While we were in Brussels, we made a point to visit Cantillon Brewery, which was founded in 1900 and brews a special kind of beer – lambic beer. Lambic beer can only be brewed in Brussels (and surround) and is made through spontaneous fermentation. This means that yeast is not added to the beer, but rather there is wild yeast in the air that makes its way into the beer. This means that no two batches of beer are identical. This also means that the conditions to make Cantillon beer cannot be truly replicated in any other locations. It’s fascinating to think about in our modern machinery age and is so, so special. To put it in perspective, when Cantillon first started, there were 300 lambic brewers and today there are only 12…with Cantillon being the only one in Brussels proper.

Pro tip: Cantillon has a super cheap self-guided tour through their facility which ends with a tasting of their beer. DO IT!

The beer is super tasty, though definitely for everyone. It has more of a cidery taste – it is funky and can be sour.

Pro tip: Make sure to try the fruity lambics – they are most often brewed with cherries or raspberries and are SO delicious!

Frites (fries)

Need I say more? We are Americans after-all and love our fries (with ketchup). However, the Belgian version is often served as a street food and with SO MANY more sauce options.

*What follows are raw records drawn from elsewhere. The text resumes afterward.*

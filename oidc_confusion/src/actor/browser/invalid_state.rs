use std::sync::Arc;

use async_trait::async_trait;

use crate::actor::behavior::BrowserBehavior;
use crate::actor::env::ActorEnv;
use crate::actor::errors::ActorError;
use crate::context::keys::{RELEASE_OP, RELOAD_BROWSER};
use crate::verdict::Verdict;

use super::driver::DriverFactory;
use super::rp_default::{NoHooks, default_run};
use super::session::BrowserSession;

/// Starts a first login that the OP holds back, then logs in again from a
/// fresh browser. The OP answers the second login with the state of the
/// first one.
pub struct InvalidStateRpBrowser {
    session: Arc<BrowserSession>,
}

impl InvalidStateRpBrowser {
    pub fn new(env: ActorEnv, factory: Arc<dyn DriverFactory>) -> Self {
        Self {
            session: BrowserSession::new(env, factory),
        }
    }

    async fn both_logins(&self) -> Result<Verdict, ActorError> {
        let session = &self.session;
        let config = session.env.rp_config()?;
        let reload = session.env.step.barrier(RELOAD_BROWSER);

        let first = session.fresh_driver().await?;
        session.log(format!(
            "Opening first browser with URL '{}'.",
            config.url_client_target
        ));
        first.open(&config.url_client_target).await?;
        session.wait_ready(first.as_ref()).await;
        let script = session.render(&session.rp_login_script()?);
        session.execute_logged(first.as_ref(), &script).await;

        if let Err(e) = reload.wait(session.env.timeouts.normal).await {
            session.log(format!("First authorization request never reached the OP: {e}"));
            return Ok(Verdict::Undetermined);
        }

        session.log("Starting second login in a fresh browser.");
        let second = session.fresh_driver().await?;
        default_run(session, second.as_ref(), &NoHooks).await
    }
}

#[async_trait]
impl BrowserBehavior for InvalidStateRpBrowser {
    async fn run(&self) -> Result<Verdict, ActorError> {
        let release = self.session.env.step.barrier(RELEASE_OP);
        let result = self.both_logins().await;
        release.complete(());
        result
    }

    async fn quit(&self) {
        self.session.quit_all().await
    }
}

Pro tip: Through more aggressive research for “best frites”, we came across the Friterie du Café Georgette which had a to-go window with frites and like 15 different sauce options. We tried the Georgette sauce and curry ketchup and were in fry heaven!

Chocolate Galore!

Right after we booked our trip to Brussels, we watched an episode of our favorite travel bloggers (Kara and Nate) and they went on an AMAZING chocolate tour with Global Enterprises Tours that we immediately booked as well.

Not only was this a chocolate walking tour with samples at many of Brussels’ finest, but it also included a chocolate workshop where we got to make our own chocolates that we also got to take home with us. SCORE!

Our guide was incredibly knowledgeable and shared so much about the history of chocolate in Belgium, how the praline was started by a pharmacist to help his patients take their medicine, the difference between a chocolatier (buys cacao and turns it into chocolate) vs. confectionery (buys chocolate and makes it pretty and yummy), how white chocolate can be delicious, that something called “pink chocolate” exists and so much more!

Our class was incredibly fun! We got to make our own Belgian chocolates and also learned how to fill pralines (aka a chocolate shell with a softer filling). I have a secret obsession with watching YouTube videos of cake decorating so I even got to put my piping skills to use. The good news? They offered me a job making chocolates hahaha.

Since this was also part walking tour, we also got to see some of the famous Brussels sights, including Manneken Pis. I always hated this little guy because he was a tourist magnet and no one could actually explain to me why he was culturally significant. However, our Guide shared so much about this little guy, his embodiment of the working class in Brussels and his many outfits that made me do a complete 180!

We also ended our tour back at the Grand-Place and got to see the Christmas light show projected on the buildings. It was a magical end to a magical trip!

Have you eaten your way around Brussels too? I’d love to hear about your favorite spots!